# 10/20 Outage: What Happened and What's Next

At Postman, we deeply value the trust our customers place in us to power their development and business workflows. This week, we fell short of that trust. We recognize the impact this had on our users, and for that, we sincerely apologize. On October 20, Postman was impacted by a widespread regional outage that affected many cloud-based services. Critical Postman flows were impacted for an extended period. Such events always serve as a powerful reminder of the shared responsibility we hold as consumers of cloud platforms. We sincerely apologize for the disruption this caused to our customers' workflows. It gives us pause to reflect, learn, and strengthen our systems against potential single points of failure.

## **A Commitment to Continuous Strengthening**

 As outlined in our earlier blog on [platform maturity](https://blog.postman.com/engineering/scaling-with-confidence-postmans-journey-to-infrastructure-as-code-with-kubernetes-and-argocd/), Postman is deeply invested in evolving our infrastructure into an even more world-class, efficient, and resilient platform.

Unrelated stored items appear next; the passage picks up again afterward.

use actix_files::{Files, NamedFile};
use actix_web::{web, App, HttpServer, middleware::Logger};
use std::path::PathBuf;

// Any path the router owns (e.g. /projects) must resolve to the SPA shell.
async fn spa() -> actix_web::Result<NamedFile> {
    Ok(NamedFile::open("../dist/index.html")?)
}

#[actix_web::main]
async fn main() -> anyhow::Result<()> {
    env_logger::init_from_env(env_logger::Env::default().default_filter_or("info"));

    let root = PathBuf::from(env!("CARGO_MANIFEST_DIR"));        // = site/
    log::info!("serving dist from {:?}", root.join("../dist"));

    HttpServer::new(move || {
        App::new()
            .wrap(Logger::default())
            // ① serve the SPA bundle built by Trunk
            .service(Files::new("/",        "../dist").index_file("index.html"))
            // ② serve top-level static assets
            .service(Files::new("/assets",  root.join("../assets")))
            // ③ fallback -> SPA for any other path
            .default_service(web::get().to(spa))
    })
    .bind(("127.0.0.1", 3000))?
    .run()
    .await?;

    Ok(())
}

Our long-term vision is to be able to declaratively define our entire platform, not only to enhance internal developer velocity but also to quickly and reliably stand up new cloud environments across regions and providers as customer needs evolve. We’ve already taken steps in this direction with the launch of our European data center, and future investments will extend that foundation into multi-region, active/active high availability. While the absence of these capabilities was evident in this week’s outage, it’s important to share that these are not just aspirational ideas. They are active engineering goals, and we’re committed to closing these gaps so that Postman can continue to serve customers reliably, regardless of external provider issues. ## **Graceful Degradation and Customer Experience**

 As we evolve toward full cross-region high availability, we’re also focused on enabling graceful degradation, ensuring that even during partial outages, the most critical product flows continue to function. We recognize that certain key user actions are essential, and interruptions there leave customers stranded. Our teams are already evaluating these core critical paths to ensure they’re protected and resilient in the face of similar incidents in the future. These will be the first areas of focus in our broader platform strengthening effort. ## **Improving Communication**

 Another important learning from this event was around incident communication. Our ability to quickly update customers was delayed because our status page, hosted on AWS, was also affected by the outage. Similarly, internal communication was slowed because the process to automatically create incident coordination channels depended on impacted infrastructure. We recognize that timely, transparent communication is vital during outages. In the short term, we’re investing in redundant communication tooling and standardized internal and external communication practices to ensure updates flow more consistently, even during provider-level disruptions. ## **Timeline of Events (PDT)**

 **Oct 20, 5:39 AM** – Postman observed significant error rates impacting core functionality and confirmed dependency on the AWS outage. The status page was updated to reflect a major incident. **Oct 20, 5:52–8:20 AM** – As AWS began recovering, Postman services also showed gradual restoration. **Oct 20, 5:56–9:38 AM** – Recovery of EC2 and Network Load Balancer health checks led to significant improvement in Postman services. **Oct 20, 5:17 PM** – Intermittent issues persisted due to residual AWS impairments, teams monitored and mitigated impact. **Oct 20, 7:00 PM** – Cross-dependency and search functionality issues were investigated and resolved. **Oct 20, 8:48 PM** – All Postman services confirmed fully restored. **Oct 20, 8:51 PM** – Incident marked resolved on the Postman status page. ## **Corrective and Preventive Actions**

### **Short-Term**

- [Beta launch](https://community.postman.com/t/offline-support-filesystem-and-native-git-is-coming-to-postman/86160) the local filesystem and native git support capability to accelerate path to general availability. Which will allow developers to continue working locally even during cloud service disruptions.
 
### **Medium-Term**

- Improve availability and redundancy of critical features during provider outages that degrade broader functionality.
- Strengthen coordination with AWS during regional incidents.
- Eliminate the unnecessary service dependencies identified.
 
### **Long-Term**

- Build multi-region redundancy for critical services to reduce dependency on a single AWS region.
- Enhance cross-service monitoring and dependency mapping to detect cascading failures early.
- Advance toward a multi-cloud, active/active architecture capable of seamless failover and recovery.
 
## **Looking Ahead**

 This event serves as a valuable moment of reflection and recommitment for us. Postman’s strength lies not just in our technology but in our willingness to learn, adapt, and evolve from every challenge. We’re grateful for the patience of our customers and partners during this event, and we’re using this experience to accelerate our journey toward a more resilient, fault-tolerant, and customer-first platform.